Aim of the task
The answer is to be one number: the count of lines in this listing that have the string "ImageOutputFormat".

Dataset extract
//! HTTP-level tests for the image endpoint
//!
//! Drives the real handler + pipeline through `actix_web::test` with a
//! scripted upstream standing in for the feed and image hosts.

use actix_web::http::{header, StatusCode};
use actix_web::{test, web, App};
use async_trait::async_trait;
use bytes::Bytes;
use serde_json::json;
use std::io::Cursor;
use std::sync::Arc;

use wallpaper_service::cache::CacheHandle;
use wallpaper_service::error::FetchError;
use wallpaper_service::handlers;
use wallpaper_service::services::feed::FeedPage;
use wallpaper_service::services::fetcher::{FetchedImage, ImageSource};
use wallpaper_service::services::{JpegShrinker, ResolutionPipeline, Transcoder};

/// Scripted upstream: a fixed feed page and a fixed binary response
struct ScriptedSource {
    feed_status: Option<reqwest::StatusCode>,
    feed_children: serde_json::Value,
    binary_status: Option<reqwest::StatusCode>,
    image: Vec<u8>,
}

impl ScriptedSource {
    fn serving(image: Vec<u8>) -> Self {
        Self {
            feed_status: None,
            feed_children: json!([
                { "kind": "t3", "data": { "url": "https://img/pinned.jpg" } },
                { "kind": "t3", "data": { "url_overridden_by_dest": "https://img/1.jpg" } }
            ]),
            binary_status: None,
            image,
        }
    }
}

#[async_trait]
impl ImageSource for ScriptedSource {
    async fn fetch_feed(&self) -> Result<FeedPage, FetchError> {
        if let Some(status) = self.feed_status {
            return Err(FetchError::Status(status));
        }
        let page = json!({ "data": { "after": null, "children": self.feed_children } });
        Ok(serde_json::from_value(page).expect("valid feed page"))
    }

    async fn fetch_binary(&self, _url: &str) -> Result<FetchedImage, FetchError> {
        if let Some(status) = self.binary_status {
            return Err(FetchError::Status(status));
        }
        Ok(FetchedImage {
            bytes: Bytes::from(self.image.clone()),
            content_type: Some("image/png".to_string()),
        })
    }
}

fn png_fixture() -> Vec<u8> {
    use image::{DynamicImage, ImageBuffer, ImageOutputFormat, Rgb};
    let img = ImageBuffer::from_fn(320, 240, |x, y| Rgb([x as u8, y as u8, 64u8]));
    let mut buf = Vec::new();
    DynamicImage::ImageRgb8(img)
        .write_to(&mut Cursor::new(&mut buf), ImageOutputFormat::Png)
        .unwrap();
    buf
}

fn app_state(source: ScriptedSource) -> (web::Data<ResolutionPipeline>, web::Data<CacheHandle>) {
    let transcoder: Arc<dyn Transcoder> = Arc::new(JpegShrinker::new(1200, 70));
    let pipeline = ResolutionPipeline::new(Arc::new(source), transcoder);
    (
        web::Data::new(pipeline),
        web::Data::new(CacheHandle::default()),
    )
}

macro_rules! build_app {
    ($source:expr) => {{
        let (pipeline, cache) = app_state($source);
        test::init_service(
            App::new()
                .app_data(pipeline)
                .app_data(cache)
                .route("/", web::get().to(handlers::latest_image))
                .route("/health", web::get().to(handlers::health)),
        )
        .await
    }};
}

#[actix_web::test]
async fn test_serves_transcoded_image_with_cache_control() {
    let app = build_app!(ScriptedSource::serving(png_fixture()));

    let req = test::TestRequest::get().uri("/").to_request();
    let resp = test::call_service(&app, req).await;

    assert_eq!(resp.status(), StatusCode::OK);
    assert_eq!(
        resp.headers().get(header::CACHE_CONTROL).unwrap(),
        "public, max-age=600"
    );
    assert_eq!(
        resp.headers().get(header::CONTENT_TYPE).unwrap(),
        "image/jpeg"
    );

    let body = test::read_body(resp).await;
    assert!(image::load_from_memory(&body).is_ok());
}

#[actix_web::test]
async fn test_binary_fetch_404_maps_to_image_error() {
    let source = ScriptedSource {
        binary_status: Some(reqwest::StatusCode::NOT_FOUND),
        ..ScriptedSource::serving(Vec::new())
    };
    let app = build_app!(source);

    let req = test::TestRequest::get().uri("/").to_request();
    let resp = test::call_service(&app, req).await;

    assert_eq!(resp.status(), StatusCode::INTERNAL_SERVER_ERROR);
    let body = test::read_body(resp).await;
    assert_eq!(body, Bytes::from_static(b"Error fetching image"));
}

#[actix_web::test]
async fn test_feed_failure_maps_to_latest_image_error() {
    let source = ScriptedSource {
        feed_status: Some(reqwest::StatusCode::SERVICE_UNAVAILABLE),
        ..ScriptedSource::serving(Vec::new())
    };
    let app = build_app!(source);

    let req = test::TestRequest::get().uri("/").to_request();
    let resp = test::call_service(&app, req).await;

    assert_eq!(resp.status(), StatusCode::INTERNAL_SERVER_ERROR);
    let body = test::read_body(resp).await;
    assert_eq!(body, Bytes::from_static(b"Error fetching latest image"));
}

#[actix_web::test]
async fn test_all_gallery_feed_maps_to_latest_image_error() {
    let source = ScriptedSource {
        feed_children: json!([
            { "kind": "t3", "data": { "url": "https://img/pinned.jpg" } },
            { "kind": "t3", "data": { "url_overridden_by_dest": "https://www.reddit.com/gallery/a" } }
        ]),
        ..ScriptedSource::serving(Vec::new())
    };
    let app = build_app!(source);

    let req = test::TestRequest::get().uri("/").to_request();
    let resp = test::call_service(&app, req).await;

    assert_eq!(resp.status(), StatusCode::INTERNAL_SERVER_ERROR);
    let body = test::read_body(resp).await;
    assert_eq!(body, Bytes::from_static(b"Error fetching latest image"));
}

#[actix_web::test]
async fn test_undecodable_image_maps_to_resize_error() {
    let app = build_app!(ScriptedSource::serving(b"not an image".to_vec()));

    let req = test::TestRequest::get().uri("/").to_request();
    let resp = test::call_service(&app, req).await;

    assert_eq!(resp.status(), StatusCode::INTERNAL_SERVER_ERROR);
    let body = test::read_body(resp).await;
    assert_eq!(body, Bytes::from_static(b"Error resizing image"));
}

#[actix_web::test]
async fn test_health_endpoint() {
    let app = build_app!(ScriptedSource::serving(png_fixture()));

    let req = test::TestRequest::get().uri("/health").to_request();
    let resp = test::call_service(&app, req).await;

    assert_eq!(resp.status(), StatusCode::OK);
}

* * *

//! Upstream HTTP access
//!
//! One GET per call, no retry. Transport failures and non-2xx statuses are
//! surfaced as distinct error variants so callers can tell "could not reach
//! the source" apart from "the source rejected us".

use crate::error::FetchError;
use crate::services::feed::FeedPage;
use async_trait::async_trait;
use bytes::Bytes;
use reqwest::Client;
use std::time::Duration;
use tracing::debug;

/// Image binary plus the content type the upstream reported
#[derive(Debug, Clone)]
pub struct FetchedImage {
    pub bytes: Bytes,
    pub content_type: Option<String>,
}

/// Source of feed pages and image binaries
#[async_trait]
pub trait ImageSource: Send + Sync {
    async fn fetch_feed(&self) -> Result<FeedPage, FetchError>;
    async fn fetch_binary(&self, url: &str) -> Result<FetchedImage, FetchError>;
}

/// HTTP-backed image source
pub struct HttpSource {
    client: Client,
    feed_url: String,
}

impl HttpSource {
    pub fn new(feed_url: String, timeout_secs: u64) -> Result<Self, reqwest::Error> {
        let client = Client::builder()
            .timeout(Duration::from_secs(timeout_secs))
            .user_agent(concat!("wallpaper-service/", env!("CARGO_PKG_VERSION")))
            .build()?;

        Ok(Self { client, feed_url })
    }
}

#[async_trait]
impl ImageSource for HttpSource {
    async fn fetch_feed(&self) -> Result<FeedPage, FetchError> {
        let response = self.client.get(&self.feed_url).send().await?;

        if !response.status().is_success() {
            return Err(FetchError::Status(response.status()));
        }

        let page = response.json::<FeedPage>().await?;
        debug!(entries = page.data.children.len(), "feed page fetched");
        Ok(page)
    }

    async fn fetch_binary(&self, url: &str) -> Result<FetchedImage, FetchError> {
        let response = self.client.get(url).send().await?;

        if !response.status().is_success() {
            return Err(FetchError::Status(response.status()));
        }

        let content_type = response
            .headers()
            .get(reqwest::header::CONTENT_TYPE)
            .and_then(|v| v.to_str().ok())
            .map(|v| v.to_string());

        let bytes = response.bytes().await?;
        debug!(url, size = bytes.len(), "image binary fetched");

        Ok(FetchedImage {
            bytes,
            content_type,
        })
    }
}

---

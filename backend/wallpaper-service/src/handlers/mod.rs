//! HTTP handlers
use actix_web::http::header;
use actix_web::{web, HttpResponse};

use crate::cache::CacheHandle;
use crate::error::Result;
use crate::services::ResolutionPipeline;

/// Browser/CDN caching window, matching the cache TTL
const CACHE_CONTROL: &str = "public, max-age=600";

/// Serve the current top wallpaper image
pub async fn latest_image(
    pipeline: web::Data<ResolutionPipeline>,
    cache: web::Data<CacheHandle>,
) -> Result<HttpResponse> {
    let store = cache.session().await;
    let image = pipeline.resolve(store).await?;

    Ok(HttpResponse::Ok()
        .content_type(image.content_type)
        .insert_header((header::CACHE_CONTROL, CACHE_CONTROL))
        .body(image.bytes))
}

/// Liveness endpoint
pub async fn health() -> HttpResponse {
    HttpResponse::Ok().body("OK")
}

Result of this task
2